A few posts back, I wrote about Enrollment by Institutional Type. I've also taken a stab at Student Loans before, but find the federal data very hard to work with, as the types of loans rolled up into different categories is not consistent over time, thus leading to just flat-out-wrong conclusions about what's happening over time (note: In case it's not clear, that link leads to a visualization that proves how important it is to know your data; I didn't think those numbers could be right, and it turns out they weren't, but it was only apparent when I took a look at graduate loans, which were rolled up with undergraduate loans one year, but not the other.)

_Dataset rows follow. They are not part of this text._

//! Domain primitives: TimeMs, RosterId, PlayerId, Season, SeasonWeek.

use serde::{Deserialize, Serialize};

/// Time in milliseconds since Unix epoch.
#[derive(
    Debug, Clone, Copy, Default, PartialEq, Eq, PartialOrd, Ord, Hash, Serialize, Deserialize,
)]
pub struct TimeMs(pub i64);

impl TimeMs {
    /// Create a TimeMs from milliseconds.
    pub fn new(ms: i64) -> Self {
        TimeMs(ms)
    }

    /// Current wall-clock time.
    pub fn now() -> Self {
        TimeMs(chrono::Utc::now().timestamp_millis())
    }

    /// Get the underlying milliseconds value.
    pub fn as_ms(&self) -> i64 {
        self.0
    }
}

/// Sleeper roster slot identifier (1-based, stable across league renewals).
#[derive(
    Debug, Clone, Copy, PartialEq, Eq, PartialOrd, Ord, Hash, Serialize, Deserialize,
)]
#[serde(transparent)]
pub struct RosterId(pub u32);

impl RosterId {
    pub fn new(id: u32) -> Self {
        RosterId(id)
    }

    pub fn as_u32(&self) -> u32 {
        self.0
    }
}

impl std::fmt::Display for RosterId {
    fn fmt(&self, f: &mut std::fmt::Formatter<'_>) -> std::fmt::Result {
        write!(f, "{}", self.0)
    }
}

/// Sleeper player identifier. Team defenses use their abbreviation (e.g. "KC").
#[derive(Debug, Clone, PartialEq, Eq, PartialOrd, Ord, Hash, Serialize, Deserialize)]
#[serde(transparent)]
pub struct PlayerId(pub String);

impl PlayerId {
    pub fn new(id: impl Into<String>) -> Self {
        PlayerId(id.into())
    }

    pub fn as_str(&self) -> &str {
        &self.0
    }
}

impl std::fmt::Display for PlayerId {
    fn fmt(&self, f: &mut std::fmt::Formatter<'_>) -> std::fmt::Result {
        write!(f, "{}", self.0)
    }
}

/// NFL season year.
#[derive(
    Debug, Clone, Copy, PartialEq, Eq, PartialOrd, Ord, Hash, Serialize, Deserialize,
)]
#[serde(transparent)]
pub struct Season(pub i32);

impl Season {
    pub fn new(year: i32) -> Self {
        Season(year)
    }

    pub fn year(&self) -> i32 {
        self.0
    }

    pub fn next(&self) -> Season {
        Season(self.0 + 1)
    }

    /// Parse a season year, accepting only plausible four-digit years.
    pub fn parse(s: &str) -> Option<Season> {
        let year = s.trim().parse::<i32>().ok()?;
        (1990..=2100).contains(&year).then_some(Season(year))
    }
}

impl std::fmt::Display for Season {
    fn fmt(&self, f: &mut std::fmt::Formatter<'_>) -> std::fmt::Result {
        write!(f, "{}", self.0)
    }
}

/// A scoring week within its season. Orders season first, then week.
#[derive(
    Debug, Clone, Copy, PartialEq, Eq, PartialOrd, Ord, Hash, Serialize, Deserialize,
)]
pub struct SeasonWeek {
    pub season: Season,
    /// 0 is the offseason before week 1.
    pub week: u32,
}

impl SeasonWeek {
    pub fn new(season: Season, week: u32) -> Self {
        Self { season, week }
    }

    /// The offseason that opens `season`.
    pub fn start_of(season: Season) -> Self {
        Self { season, week: 0 }
    }
}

Anyway, it's interesting to take a look at the world of federal student loans: Who gets them, the balance between and among the different programs, and how different institutions benefit from them.
This visualization shows both macro- and micro- student loan data. On the top two charts, you can see the whole universe: Each circle represents an institution, sized by the total volume of loans selected. On the left, they're colored by School Type; on the right, by Loan Type. At the bottom, you'll find a bar chart, showing the volume by school, and the bars are colored by institutional type.
Use the filters in the middle to limit your selection, to see only the type(s) of schools or the type(s) of loans you're interested in, or to view institutions from a state or group of states. All three views update.
What you'll see here is interesting, to say the least. The first thing to jump out at you is The University of Phoenix, but with about 400,000 students, that's to be expected. Even if you control for size, you'll see Phoenix has a high percentage of its budget generated from student loans, and although it's easy to compare them to Princeton, for instance, on a per capita basis, you also have to remember that Phoenix enrolls a lot more low-income students (in both number and percentage) than their distant cousin in New Jersey.
What do you see? What would you like to see?